━━━━━ Input material ━━━━━
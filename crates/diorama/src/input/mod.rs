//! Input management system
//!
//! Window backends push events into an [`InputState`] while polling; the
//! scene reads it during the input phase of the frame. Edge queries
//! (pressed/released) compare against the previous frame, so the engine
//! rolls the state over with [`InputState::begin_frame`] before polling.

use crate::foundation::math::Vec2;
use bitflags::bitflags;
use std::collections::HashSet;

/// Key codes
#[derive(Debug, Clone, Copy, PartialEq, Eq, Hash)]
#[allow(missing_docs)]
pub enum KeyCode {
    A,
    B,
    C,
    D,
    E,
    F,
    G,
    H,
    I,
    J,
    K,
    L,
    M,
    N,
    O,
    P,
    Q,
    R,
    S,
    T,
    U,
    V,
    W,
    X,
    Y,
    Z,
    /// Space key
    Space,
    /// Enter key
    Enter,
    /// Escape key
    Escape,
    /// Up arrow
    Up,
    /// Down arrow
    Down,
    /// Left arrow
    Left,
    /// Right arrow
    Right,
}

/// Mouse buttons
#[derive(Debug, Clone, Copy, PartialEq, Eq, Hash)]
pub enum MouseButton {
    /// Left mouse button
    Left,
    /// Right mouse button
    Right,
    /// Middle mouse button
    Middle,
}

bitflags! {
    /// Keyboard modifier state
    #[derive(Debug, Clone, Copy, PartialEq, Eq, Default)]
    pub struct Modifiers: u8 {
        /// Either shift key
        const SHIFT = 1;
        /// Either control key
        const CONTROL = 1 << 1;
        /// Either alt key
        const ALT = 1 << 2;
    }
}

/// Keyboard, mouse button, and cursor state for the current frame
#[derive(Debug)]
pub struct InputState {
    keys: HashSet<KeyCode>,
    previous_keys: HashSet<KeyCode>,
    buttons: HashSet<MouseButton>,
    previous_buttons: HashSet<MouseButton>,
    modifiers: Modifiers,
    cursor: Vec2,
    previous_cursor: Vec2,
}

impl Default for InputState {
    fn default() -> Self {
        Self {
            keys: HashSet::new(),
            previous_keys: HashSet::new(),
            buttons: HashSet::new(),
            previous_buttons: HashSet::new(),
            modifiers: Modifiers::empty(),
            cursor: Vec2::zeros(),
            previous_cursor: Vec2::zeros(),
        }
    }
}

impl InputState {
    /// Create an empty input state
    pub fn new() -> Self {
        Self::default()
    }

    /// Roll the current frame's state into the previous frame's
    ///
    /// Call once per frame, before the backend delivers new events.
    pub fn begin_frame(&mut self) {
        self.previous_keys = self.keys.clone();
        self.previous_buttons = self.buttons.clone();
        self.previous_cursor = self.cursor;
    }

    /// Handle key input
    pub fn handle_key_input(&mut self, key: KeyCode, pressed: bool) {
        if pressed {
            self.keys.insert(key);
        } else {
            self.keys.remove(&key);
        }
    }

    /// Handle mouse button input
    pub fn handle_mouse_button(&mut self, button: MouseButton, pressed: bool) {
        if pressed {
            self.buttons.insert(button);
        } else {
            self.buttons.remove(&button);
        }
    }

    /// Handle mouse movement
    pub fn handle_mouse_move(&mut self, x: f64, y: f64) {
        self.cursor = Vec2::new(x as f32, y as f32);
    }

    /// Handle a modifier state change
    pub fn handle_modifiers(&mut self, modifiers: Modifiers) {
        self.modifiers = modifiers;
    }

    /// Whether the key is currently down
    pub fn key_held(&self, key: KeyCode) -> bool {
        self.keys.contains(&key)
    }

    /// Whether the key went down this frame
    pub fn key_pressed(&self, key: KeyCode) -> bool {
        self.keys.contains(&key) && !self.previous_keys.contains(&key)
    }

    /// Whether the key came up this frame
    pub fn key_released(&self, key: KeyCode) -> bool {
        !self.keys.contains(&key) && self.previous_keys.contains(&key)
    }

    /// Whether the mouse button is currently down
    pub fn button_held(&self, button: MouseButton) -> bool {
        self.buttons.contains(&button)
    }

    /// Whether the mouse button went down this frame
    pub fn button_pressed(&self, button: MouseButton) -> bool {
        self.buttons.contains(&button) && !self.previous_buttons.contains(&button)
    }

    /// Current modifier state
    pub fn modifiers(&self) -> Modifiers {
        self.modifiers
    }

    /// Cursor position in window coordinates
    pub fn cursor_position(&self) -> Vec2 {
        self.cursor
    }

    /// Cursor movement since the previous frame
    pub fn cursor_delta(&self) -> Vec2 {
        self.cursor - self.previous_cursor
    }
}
━━━━━
━━━━━ Input material ━━━━━
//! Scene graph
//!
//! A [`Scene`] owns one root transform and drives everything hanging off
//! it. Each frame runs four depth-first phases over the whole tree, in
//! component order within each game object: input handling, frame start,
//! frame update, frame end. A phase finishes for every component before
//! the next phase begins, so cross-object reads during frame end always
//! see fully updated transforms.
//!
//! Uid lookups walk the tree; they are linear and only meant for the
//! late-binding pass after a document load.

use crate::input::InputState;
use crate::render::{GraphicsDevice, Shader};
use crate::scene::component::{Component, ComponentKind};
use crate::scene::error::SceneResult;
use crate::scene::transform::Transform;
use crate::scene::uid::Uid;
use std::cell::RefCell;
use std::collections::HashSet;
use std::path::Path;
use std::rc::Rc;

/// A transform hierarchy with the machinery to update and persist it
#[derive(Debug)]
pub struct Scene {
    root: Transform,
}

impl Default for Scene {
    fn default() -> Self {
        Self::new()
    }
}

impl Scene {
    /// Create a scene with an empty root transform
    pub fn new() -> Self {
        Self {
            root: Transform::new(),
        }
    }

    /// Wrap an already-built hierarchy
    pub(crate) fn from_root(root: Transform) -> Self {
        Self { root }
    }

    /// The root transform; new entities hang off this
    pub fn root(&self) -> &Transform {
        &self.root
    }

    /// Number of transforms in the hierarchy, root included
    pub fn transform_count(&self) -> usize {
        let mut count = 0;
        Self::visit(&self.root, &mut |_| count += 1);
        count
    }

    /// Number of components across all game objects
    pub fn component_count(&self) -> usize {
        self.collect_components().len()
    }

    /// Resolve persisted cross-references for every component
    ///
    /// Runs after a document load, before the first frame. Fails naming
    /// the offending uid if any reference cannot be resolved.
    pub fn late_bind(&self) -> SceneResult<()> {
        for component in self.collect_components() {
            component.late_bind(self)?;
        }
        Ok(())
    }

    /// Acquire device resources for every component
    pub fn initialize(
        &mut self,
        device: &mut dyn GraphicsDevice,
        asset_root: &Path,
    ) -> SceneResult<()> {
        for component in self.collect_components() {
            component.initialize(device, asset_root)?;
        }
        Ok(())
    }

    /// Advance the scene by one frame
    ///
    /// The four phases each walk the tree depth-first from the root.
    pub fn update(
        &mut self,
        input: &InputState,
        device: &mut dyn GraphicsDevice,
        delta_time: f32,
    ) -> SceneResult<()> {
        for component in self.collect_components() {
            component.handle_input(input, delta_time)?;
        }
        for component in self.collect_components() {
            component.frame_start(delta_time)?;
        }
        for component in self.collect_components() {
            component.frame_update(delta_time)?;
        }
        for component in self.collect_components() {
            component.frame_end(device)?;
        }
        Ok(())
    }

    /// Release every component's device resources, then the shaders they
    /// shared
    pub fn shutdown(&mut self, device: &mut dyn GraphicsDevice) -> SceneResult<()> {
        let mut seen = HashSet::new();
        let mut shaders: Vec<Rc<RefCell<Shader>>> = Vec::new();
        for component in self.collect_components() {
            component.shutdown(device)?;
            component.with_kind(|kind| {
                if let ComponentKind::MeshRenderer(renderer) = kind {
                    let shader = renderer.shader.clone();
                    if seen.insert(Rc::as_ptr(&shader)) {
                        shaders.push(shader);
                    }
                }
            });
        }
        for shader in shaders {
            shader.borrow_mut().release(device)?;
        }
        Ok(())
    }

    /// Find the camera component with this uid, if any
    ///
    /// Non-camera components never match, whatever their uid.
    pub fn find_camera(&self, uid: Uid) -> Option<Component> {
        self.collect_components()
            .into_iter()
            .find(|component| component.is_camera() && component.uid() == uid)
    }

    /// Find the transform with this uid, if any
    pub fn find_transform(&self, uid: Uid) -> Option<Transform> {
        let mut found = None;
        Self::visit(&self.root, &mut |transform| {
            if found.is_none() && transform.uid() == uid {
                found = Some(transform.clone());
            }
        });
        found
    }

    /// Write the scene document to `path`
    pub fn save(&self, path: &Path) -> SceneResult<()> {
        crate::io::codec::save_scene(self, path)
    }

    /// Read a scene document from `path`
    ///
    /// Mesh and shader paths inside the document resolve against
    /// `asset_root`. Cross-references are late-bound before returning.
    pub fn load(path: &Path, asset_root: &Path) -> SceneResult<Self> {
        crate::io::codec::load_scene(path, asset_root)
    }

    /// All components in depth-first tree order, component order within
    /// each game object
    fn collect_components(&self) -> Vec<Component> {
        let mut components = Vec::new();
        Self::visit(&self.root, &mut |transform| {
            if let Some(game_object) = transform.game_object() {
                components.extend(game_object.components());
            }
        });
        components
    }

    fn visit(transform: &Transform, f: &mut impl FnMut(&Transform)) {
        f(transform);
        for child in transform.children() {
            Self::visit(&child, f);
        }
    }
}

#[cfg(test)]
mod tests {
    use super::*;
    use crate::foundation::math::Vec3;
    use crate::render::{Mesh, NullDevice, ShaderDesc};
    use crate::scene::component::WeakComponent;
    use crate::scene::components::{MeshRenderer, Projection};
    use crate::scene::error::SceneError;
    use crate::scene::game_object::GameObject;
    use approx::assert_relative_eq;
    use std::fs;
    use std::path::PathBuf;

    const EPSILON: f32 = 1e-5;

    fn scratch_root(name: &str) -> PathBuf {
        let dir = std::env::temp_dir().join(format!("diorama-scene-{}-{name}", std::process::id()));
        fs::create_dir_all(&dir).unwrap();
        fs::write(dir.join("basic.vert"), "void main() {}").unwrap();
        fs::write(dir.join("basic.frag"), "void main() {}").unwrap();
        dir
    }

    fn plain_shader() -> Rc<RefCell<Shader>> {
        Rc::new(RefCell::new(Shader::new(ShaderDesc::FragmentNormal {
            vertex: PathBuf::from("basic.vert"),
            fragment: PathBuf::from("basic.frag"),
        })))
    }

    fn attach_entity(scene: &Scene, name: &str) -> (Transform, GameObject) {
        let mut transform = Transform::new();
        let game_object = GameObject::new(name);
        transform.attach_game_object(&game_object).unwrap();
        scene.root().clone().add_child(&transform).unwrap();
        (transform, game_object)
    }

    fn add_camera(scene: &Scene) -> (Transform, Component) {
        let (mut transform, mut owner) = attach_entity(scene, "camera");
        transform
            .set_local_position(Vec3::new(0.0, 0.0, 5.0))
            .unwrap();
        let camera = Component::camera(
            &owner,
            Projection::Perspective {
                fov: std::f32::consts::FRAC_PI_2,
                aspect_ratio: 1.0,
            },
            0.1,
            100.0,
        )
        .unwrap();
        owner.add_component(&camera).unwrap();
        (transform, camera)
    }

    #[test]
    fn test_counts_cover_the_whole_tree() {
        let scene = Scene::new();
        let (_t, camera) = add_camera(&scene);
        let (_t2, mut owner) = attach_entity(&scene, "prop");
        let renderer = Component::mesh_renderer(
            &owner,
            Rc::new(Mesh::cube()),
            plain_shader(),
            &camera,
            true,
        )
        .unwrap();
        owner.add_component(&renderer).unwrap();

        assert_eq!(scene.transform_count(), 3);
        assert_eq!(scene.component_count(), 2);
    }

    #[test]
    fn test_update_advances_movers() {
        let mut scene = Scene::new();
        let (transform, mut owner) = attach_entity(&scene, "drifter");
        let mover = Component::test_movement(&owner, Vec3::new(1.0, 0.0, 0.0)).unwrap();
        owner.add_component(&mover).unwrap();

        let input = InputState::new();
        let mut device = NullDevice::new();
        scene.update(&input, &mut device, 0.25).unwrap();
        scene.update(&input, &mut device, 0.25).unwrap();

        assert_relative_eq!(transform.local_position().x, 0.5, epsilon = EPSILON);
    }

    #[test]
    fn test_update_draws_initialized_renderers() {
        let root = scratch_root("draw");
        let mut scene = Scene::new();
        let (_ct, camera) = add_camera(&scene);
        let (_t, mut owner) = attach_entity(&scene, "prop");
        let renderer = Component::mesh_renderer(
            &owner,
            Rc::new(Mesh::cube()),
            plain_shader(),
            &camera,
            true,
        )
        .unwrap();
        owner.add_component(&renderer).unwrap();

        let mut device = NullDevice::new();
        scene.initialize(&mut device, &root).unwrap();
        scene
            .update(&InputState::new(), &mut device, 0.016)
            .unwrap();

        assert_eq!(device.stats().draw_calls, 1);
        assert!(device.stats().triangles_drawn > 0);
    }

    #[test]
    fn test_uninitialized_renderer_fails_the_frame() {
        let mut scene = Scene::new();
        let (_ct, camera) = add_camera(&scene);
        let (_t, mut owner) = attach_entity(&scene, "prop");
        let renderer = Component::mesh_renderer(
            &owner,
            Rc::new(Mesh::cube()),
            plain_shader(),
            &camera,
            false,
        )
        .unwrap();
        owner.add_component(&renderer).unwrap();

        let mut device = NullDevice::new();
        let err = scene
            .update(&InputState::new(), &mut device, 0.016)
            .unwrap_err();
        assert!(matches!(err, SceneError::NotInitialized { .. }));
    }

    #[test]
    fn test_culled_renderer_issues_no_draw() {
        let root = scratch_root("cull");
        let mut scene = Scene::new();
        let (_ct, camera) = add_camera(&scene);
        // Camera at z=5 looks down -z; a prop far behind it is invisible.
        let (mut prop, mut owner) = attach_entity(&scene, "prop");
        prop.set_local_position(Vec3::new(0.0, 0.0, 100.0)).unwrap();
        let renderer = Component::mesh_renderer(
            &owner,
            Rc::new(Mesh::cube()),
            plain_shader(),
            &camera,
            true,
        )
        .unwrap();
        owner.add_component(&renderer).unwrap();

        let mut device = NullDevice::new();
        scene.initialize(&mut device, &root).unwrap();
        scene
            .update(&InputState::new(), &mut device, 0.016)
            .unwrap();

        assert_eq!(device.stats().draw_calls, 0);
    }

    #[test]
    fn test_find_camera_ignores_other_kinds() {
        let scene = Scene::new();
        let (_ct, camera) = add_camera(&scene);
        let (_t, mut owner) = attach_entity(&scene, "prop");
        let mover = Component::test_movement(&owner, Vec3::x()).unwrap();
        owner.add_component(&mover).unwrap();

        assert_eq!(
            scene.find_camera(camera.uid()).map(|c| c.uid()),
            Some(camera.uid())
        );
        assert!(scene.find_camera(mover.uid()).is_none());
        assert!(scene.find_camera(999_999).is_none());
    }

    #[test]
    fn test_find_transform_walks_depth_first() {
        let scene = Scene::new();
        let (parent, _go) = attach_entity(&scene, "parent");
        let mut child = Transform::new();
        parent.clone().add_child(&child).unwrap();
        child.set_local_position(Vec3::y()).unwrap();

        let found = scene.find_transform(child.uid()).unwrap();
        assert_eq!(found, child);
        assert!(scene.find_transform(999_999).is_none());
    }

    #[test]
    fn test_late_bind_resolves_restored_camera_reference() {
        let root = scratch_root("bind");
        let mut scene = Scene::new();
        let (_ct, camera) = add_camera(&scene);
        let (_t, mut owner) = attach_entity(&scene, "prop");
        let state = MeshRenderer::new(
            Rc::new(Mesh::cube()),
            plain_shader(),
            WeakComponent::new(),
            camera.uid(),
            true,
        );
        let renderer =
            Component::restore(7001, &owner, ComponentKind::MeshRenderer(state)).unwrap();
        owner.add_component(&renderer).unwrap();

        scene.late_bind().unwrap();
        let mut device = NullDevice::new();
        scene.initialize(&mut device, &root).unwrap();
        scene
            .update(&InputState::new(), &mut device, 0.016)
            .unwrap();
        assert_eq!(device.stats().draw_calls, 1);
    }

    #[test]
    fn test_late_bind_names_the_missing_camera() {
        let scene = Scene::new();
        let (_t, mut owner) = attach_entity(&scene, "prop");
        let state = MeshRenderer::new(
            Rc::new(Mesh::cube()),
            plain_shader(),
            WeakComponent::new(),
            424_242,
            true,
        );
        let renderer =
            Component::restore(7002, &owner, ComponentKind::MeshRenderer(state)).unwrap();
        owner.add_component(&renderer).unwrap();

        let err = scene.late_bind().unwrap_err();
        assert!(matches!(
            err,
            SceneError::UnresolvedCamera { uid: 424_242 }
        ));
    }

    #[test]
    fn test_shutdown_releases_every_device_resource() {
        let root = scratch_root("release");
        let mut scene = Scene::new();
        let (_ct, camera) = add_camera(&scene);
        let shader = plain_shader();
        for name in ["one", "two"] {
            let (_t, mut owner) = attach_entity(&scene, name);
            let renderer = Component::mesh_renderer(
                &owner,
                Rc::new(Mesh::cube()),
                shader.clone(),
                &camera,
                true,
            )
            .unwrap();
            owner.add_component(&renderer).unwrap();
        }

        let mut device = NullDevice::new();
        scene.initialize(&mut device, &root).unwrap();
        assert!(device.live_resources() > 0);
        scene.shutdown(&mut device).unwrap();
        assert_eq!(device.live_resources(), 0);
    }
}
━━━━━
Show me every line in the data above that includes "they".

> **Written answer**
//! Uid lookups walk the tree; they are linear and only meant for the
    /// Release every component's device resources, then the shaders they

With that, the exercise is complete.